• _Task instructions_
Each line below from the one containing "fn pick_node(ctx: &RouterContext<'_>, pointer: Vec2)" through the one containing "print it as JSON" should be output exactly as it stands, and no other line should appear.
--*--
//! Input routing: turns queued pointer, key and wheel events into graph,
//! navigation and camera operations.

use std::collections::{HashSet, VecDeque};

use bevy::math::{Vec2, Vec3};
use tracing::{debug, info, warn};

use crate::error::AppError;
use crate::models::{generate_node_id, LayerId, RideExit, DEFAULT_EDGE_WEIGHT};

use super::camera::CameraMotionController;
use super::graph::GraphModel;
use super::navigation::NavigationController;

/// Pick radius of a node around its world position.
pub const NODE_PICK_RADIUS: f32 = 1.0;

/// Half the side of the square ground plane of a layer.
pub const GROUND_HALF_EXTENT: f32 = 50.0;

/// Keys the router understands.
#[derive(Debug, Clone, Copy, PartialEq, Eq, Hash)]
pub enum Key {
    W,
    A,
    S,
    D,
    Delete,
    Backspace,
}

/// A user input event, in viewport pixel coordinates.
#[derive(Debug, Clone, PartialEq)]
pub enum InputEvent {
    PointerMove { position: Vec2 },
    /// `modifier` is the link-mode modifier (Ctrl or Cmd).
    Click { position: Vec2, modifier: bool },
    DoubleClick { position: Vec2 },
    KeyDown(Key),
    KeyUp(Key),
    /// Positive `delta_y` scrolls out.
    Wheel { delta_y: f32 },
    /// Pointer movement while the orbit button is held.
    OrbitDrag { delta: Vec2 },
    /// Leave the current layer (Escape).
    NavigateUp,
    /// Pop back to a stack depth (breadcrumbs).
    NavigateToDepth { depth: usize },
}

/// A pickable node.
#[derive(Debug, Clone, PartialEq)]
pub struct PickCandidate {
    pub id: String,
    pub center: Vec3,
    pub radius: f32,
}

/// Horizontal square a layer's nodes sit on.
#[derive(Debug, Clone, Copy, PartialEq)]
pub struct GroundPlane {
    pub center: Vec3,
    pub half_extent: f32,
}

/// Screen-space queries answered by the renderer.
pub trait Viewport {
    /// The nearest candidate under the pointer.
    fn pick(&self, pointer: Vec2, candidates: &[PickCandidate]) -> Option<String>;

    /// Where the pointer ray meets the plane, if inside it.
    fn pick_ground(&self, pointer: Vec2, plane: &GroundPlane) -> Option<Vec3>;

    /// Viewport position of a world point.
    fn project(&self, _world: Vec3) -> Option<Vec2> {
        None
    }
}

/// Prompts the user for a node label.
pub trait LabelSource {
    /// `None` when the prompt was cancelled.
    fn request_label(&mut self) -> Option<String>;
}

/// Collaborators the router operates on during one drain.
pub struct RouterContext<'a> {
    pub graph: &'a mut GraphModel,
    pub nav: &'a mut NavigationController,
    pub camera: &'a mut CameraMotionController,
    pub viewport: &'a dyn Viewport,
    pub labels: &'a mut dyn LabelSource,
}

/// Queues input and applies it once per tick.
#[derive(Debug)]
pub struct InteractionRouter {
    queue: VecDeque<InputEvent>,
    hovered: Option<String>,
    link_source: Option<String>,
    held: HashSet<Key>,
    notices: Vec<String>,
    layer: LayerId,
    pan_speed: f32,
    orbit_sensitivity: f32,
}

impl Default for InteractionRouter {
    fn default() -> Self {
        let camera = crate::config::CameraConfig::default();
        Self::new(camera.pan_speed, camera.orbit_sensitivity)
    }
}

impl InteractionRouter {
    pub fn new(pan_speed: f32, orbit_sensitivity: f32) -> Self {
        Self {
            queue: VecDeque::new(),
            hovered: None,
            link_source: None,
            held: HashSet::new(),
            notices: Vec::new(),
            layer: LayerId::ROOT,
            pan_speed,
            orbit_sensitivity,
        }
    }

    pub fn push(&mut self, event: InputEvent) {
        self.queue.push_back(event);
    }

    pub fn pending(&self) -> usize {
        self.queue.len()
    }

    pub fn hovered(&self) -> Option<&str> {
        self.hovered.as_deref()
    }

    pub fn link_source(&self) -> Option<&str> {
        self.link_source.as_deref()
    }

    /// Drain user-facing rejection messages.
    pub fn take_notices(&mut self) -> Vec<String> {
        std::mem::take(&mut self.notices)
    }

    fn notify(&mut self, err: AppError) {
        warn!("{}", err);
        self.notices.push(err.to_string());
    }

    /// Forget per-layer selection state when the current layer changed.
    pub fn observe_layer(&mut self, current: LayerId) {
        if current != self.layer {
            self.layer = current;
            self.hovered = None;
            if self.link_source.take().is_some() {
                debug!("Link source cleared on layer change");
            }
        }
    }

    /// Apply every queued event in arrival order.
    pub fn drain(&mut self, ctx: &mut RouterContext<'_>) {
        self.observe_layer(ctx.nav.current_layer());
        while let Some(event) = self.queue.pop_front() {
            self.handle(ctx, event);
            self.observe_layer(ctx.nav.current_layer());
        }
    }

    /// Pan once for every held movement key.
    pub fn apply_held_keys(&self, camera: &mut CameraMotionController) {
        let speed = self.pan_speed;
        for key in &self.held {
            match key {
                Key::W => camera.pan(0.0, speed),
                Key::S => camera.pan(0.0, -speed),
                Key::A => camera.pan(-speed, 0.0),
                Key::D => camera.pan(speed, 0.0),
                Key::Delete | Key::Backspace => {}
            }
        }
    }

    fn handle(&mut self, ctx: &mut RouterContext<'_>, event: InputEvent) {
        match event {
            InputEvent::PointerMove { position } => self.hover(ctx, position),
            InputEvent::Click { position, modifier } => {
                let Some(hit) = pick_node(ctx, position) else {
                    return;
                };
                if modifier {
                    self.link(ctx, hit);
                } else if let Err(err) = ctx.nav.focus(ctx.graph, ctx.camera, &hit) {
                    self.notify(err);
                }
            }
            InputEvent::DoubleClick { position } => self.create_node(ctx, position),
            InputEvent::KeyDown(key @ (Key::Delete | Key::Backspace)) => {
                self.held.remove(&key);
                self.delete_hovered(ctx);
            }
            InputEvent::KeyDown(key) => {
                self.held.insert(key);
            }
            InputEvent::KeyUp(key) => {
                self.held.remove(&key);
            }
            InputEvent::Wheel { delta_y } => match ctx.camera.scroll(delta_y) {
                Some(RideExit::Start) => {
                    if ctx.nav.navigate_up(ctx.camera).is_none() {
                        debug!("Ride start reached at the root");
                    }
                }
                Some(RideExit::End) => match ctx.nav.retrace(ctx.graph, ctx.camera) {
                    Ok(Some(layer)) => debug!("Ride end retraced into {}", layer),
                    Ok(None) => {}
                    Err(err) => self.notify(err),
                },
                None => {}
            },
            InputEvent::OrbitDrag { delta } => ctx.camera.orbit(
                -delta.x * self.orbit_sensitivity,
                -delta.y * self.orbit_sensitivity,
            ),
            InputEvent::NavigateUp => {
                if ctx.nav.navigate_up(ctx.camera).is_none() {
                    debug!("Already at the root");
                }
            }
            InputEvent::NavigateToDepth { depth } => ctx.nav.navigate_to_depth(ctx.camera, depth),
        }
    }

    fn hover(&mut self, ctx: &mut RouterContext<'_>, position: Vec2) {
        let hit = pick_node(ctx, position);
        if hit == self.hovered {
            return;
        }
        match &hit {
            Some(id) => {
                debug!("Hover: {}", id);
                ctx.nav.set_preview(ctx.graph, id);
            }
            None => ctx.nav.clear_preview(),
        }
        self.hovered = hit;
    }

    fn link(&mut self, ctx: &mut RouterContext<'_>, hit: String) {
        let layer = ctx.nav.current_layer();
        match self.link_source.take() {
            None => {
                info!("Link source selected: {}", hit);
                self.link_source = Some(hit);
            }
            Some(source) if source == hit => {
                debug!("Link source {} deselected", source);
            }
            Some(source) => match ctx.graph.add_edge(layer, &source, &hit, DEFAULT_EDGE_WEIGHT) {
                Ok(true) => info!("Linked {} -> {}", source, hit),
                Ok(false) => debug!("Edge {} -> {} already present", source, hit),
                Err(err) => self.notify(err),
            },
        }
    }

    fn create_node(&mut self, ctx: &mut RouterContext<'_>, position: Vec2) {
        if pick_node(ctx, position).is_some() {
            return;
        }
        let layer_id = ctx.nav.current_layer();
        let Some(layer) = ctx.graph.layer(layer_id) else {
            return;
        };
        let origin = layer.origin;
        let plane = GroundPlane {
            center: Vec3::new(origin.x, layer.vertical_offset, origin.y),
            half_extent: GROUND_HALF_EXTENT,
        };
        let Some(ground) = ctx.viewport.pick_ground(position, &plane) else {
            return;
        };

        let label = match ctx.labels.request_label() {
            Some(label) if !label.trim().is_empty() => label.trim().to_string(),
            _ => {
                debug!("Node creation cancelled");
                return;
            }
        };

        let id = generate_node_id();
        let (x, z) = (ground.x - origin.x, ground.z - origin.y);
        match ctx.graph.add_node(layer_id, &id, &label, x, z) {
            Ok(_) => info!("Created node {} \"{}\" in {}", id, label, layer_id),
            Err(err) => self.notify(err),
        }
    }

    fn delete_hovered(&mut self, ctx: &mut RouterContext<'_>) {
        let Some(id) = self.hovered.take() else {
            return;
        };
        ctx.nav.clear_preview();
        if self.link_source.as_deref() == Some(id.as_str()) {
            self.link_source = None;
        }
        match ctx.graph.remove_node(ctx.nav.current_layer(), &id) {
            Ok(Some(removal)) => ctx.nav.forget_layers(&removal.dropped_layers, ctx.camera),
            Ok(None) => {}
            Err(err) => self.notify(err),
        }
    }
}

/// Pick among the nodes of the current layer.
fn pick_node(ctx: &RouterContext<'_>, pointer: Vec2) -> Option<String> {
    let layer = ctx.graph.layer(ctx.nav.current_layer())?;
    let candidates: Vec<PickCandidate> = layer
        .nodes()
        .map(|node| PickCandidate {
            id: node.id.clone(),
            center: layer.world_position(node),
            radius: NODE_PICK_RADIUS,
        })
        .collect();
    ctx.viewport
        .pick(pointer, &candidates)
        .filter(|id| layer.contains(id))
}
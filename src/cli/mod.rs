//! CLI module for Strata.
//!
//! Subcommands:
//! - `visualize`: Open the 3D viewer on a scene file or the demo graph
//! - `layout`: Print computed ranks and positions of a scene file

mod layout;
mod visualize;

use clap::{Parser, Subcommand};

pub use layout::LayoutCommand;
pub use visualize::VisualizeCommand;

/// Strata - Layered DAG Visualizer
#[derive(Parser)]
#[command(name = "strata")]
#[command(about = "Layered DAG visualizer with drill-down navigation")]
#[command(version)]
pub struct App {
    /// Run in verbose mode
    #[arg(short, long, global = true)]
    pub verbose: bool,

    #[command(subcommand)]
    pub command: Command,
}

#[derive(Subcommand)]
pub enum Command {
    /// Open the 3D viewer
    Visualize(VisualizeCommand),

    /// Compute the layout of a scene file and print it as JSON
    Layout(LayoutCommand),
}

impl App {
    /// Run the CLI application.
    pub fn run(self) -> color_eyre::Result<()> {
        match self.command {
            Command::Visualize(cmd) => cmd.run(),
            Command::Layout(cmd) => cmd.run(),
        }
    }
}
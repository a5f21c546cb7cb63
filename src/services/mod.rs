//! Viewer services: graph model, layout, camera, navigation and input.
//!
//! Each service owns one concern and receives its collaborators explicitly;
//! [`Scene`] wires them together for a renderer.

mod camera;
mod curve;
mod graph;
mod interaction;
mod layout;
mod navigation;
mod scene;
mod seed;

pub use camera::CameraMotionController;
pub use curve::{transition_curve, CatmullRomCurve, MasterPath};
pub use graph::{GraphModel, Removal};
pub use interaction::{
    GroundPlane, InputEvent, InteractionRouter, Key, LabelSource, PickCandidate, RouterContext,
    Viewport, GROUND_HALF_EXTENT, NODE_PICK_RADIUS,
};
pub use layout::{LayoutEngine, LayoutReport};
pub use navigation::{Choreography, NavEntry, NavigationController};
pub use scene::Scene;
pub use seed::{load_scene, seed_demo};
--*--
• _Output_
fn pick_node(ctx: &RouterContext<'_>, pointer: Vec2) -> Option<String> {
    let layer = ctx.graph.layer(ctx.nav.current_layer())?;
    let candidates: Vec<PickCandidate> = layer
        .nodes()
        .map(|node| PickCandidate {
            id: node.id.clone(),
            center: layer.world_position(node),
            radius: NODE_PICK_RADIUS,
        })
        .collect();
    ctx.viewport
        .pick(pointer, &candidates)
        .filter(|id| layer.contains(id))
}
filename src/cli/mod.rs
//! CLI module for Strata.
//!
//! Subcommands:
//! - `visualize`: Open the 3D viewer on a scene file or the demo graph
//! - `layout`: Print computed ranks and positions of a scene file

mod layout;
mod visualize;

use clap::{Parser, Subcommand};

pub use layout::LayoutCommand;
pub use visualize::VisualizeCommand;

/// Strata - Layered DAG Visualizer
#[derive(Parser)]
#[command(name = "strata")]
#[command(about = "Layered DAG visualizer with drill-down navigation")]
#[command(version)]
pub struct App {
    /// Run in verbose mode
    #[arg(short, long, global = true)]
    pub verbose: bool,

    #[command(subcommand)]
    pub command: Command,
}

#[derive(Subcommand)]
pub enum Command {
    /// Open the 3D viewer
    Visualize(VisualizeCommand),

    /// Compute the layout of a scene file and print it as JSON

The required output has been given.